The problem :: Some lines in the material below hold the word "whether". Copy all of them.

******************************

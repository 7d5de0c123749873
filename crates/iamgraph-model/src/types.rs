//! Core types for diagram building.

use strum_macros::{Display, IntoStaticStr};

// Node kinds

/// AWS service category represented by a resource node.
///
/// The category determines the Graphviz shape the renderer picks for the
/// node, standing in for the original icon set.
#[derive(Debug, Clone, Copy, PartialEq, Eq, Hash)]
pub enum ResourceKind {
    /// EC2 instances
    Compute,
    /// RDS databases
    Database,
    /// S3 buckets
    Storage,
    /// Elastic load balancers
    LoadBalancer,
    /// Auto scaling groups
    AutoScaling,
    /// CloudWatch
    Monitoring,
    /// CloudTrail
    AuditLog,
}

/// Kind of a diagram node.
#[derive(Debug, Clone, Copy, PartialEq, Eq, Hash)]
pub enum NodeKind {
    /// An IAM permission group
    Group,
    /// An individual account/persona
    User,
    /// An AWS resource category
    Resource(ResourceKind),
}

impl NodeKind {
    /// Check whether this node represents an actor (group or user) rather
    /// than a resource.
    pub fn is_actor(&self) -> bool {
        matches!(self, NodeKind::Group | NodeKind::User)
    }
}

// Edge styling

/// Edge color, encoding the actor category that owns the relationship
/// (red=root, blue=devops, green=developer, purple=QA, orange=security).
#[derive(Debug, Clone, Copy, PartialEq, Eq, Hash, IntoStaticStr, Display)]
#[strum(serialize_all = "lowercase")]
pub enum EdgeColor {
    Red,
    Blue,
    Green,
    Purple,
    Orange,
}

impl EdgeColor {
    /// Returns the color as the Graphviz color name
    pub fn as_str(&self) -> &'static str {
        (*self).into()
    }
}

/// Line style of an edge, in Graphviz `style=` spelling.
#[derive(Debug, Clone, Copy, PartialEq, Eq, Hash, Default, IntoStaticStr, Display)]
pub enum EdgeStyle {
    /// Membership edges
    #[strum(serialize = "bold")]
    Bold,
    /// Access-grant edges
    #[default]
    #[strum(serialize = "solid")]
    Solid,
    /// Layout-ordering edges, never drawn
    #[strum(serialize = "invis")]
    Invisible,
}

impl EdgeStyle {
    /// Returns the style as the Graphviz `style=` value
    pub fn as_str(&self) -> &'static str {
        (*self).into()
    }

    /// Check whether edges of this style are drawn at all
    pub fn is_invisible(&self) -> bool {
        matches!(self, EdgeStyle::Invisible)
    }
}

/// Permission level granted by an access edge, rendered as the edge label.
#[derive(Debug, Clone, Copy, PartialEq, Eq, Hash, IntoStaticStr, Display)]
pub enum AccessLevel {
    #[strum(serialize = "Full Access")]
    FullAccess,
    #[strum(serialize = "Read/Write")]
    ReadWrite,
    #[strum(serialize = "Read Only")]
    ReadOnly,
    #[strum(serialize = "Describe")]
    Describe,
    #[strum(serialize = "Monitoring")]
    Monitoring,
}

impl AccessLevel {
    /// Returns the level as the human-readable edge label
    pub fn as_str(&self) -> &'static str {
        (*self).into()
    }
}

******************************

Task result ::
    /// Check whether this node represents an actor (group or user) rather
    /// Check whether edges of this style are drawn at all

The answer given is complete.